Siccome la manutenzione e l’ispezionabilità sono stati gli aspetti più deboli del vecchio progetto dell’ingegner Morandi, abbiamo voluto da subito che questi fossero, per noi, un punto di eccellenza. L’approccio globale può essere riassunto in tre componenti:

  • istallazione di sensori: si tratta di 240 sensori disposti in tutte le componenti strategiche e strutturali del ponte;
  • ispezionabilità visiva diretta: l’impalcato è stato dotato di una serie di passerelle interne che consentono di vedere direttamente qualsiasi punto o giunto interno;
  • utilizzo di robot: l’utilizzo di apparecchi tecnologici in grado di scannerizzare le parti difficilmente accessibili e visibili direttamente ed analizzare i dati per un confronto tra i diversi rilievi.

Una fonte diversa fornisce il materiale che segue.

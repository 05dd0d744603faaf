//! Univer workbook mounted into a container element via the UMD globals
//! loaded by `index.html`.

use super::slot::WidgetInstance;
use contracts::dashboards::d400_pl_report::WorkbookSnapshot;
use js_sys::{Array, Function, Object, Reflect};
use serde::Serialize;
use serde_wasm_bindgen::Serializer;
use wasm_bindgen::{JsCast, JsValue};
use web_sys::{HtmlElement, Window};

/// One plugin: UMD namespace on `window`, exported class, and whether it takes
/// the `{ container }` option.
#[derive(Debug, Clone, Copy, PartialEq, Eq)]
pub struct PluginSpec {
    pub namespace: &'static str,
    pub export: &'static str,
    pub with_container: bool,
}

const fn plugin(namespace: &'static str, export: &'static str) -> PluginSpec {
    PluginSpec {
        namespace,
        export,
        with_container: false,
    }
}

/// Registration order. Engines first, then the UI shell, documents before
/// sheets, each core plugin before its UI counterpart.
pub const PLUGIN_ORDER: [PluginSpec; 10] = [
    plugin("UniverEngineRender", "UniverRenderEnginePlugin"),
    plugin("UniverEngineFormula", "UniverFormulaEnginePlugin"),
    PluginSpec {
        namespace: "UniverUi",
        export: "UniverUIPlugin",
        with_container: true,
    },
    plugin("UniverDocs", "UniverDocsPlugin"),
    plugin("UniverDocsUi", "UniverDocsUIPlugin"),
    plugin("UniverSheets", "UniverSheetsPlugin"),
    plugin("UniverSheetsUi", "UniverSheetsUIPlugin"),
    plugin("UniverSheetsFormula", "UniverSheetsFormulaPlugin"),
    plugin("UniverSheetsNumfmt", "UniverSheetsNumfmtPlugin"),
    plugin("UniverSheetsNumfmtUi", "UniverSheetsNumfmtUIPlugin"),
];

#[derive(Debug)]
pub struct UniverWidget {
    instance: JsValue,
}

impl UniverWidget {
    /// Build a Univer instance inside `container` and load `snapshot` as a
    /// sheet unit. A partially built instance is disposed before the error is
    /// returned.
    pub fn mount(
        container: &HtmlElement,
        snapshot: &WorkbookSnapshot,
        locale: &str,
    ) -> Result<Self, JsValue> {
        let window = web_sys::window().ok_or_else(|| JsValue::from_str("No window object"))?;
        let core = global(&window, "UniverCore")?;

        let options = Object::new();
        if let Ok(design) = global(&window, "UniverDesign") {
            let theme = Reflect::get(&design, &JsValue::from_str("defaultTheme"))?;
            Reflect::set(&options, &JsValue::from_str("theme"), &theme)?;
        }
        let locale_types = Reflect::get(&core, &JsValue::from_str("LocaleType"))?;
        let locale_value = Reflect::get(&locale_types, &JsValue::from_str(locale))?;
        if !locale_value.is_undefined() {
            Reflect::set(&options, &JsValue::from_str("locale"), &locale_value)?;
        }

        let ctor: Function = Reflect::get(&core, &JsValue::from_str("Univer"))?.dyn_into()?;
        let instance = Reflect::construct(&ctor, &Array::of1(&options))?;
        let widget = UniverWidget { instance };

        let built = widget
            .register_plugins(&window, container)
            .and_then(|_| widget.create_sheet(&core, snapshot));
        if let Err(err) = built {
            widget.dispose();
            return Err(err);
        }

        log::debug!(
            "univer mounted: workbook '{}' with {} sheet(s)",
            snapshot.name,
            snapshot.sheet_count()
        );
        Ok(widget)
    }

    fn register_plugins(&self, window: &Window, container: &HtmlElement) -> Result<(), JsValue> {
        let register = method(&self.instance, "registerPlugin")?;
        for entry in PLUGIN_ORDER.iter() {
            let namespace = global(window, entry.namespace)?;
            let plugin = Reflect::get(&namespace, &JsValue::from_str(entry.export))?;
            if plugin.is_undefined() {
                return Err(JsValue::from_str(&format!(
                    "{}.{} is not loaded",
                    entry.namespace, entry.export
                )));
            }

            if entry.with_container {
                let config = Object::new();
                Reflect::set(&config, &JsValue::from_str("container"), container.as_ref())?;
                for flag in ["header", "toolbar", "footer"] {
                    Reflect::set(&config, &JsValue::from_str(flag), &JsValue::TRUE)?;
                }
                register.call2(&self.instance, &plugin, &config)?;
            } else {
                register.call1(&self.instance, &plugin)?;
            }
        }
        Ok(())
    }

    fn create_sheet(&self, core: &JsValue, snapshot: &WorkbookSnapshot) -> Result<(), JsValue> {
        let unit_types = Reflect::get(core, &JsValue::from_str("UniverInstanceType"))?;
        let sheet_type = Reflect::get(&unit_types, &JsValue::from_str("UNIVER_SHEET"))?;
        let data = snapshot
            .serialize(&Serializer::json_compatible())
            .map_err(|err| JsValue::from_str(&err.to_string()))?;

        method(&self.instance, "createUnit")?.call2(&self.instance, &sheet_type, &data)?;
        Ok(())
    }
}

impl WidgetInstance for UniverWidget {
    fn dispose(&self) {
        let result = method(&self.instance, "dispose").and_then(|f| f.call0(&self.instance));
        if let Err(err) = result {
            log::warn!("univer dispose failed: {:?}", err);
        }
    }
}

fn global(window: &Window, name: &str) -> Result<JsValue, JsValue> {
    let value = Reflect::get(window, &JsValue::from_str(name))?;
    if value.is_undefined() || value.is_null() {
        return Err(JsValue::from_str(&format!("{} is not loaded", name)));
    }
    Ok(value)
}

fn method(target: &JsValue, name: &str) -> Result<Function, JsValue> {
    let value = Reflect::get(target, &JsValue::from_str(name))?;
    if !value.is_function() {
        return Err(JsValue::from_str(&format!("{} is not a function", name)));
    }
    value.dyn_into()
}

#[cfg(test)]
mod tests {
    use super::*;

    fn position(export: &str) -> usize {
        PLUGIN_ORDER
            .iter()
            .position(|p| p.export == export)
            .unwrap_or_else(|| panic!("{} missing", export))
    }

    #[test]
    fn test_plugin_dependencies_come_first() {
        let before = [
            ("UniverRenderEnginePlugin", "UniverUIPlugin"),
            ("UniverFormulaEnginePlugin", "UniverUIPlugin"),
            ("UniverUIPlugin", "UniverDocsPlugin"),
            ("UniverDocsPlugin", "UniverDocsUIPlugin"),
            ("UniverDocsUIPlugin", "UniverSheetsPlugin"),
            ("UniverSheetsPlugin", "UniverSheetsUIPlugin"),
            ("UniverSheetsUIPlugin", "UniverSheetsNumfmtPlugin"),
            ("UniverSheetsNumfmtPlugin", "UniverSheetsNumfmtUIPlugin"),
            ("UniverFormulaEnginePlugin", "UniverSheetsFormulaPlugin"),
            ("UniverSheetsPlugin", "UniverSheetsFormulaPlugin"),
        ];
        for (first, second) in before {
            assert!(
                position(first) < position(second),
                "{} must register before {}",
                first,
                second
            );
        }
    }

    #[test]
    fn test_only_ui_plugin_takes_container() {
        let with_container: Vec<_> = PLUGIN_ORDER
            .iter()
            .filter(|p| p.with_container)
            .map(|p| p.export)
            .collect();
        assert_eq!(with_container, vec!["UniverUIPlugin"]);
    }
}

La tecnologia ha svolto un grande ruolo, senza dimenticare l’importanza fondamentale del controllo e dell'interpretazione dei dati, che solo un essere umano è in grado di dare.

 

Note

  1. Webuilt: gruppo storico italiano che, da 114 anni, opera nel settore delle costruzioni e dell'ingegneria. Nel corso della sua storia ha realizzato in tutto il mondo centinaia di ponti e viadotti, per un totale di 946 km di lunghezza complessiva.
  2. Iperstatica: una struttura che presenti un numero di vincoli superiori ai gradi di libertà. Il vantaggio risiede nello sfruttamento ottimale del materiale e nella riduzione dei giunti.
  3. PERGENOVA: società consortile per azioni costituita da Fincantieri Infrastructure e Webuild per la progettazione e la costruzione del viadotto Polcevera dell’autostrada A10.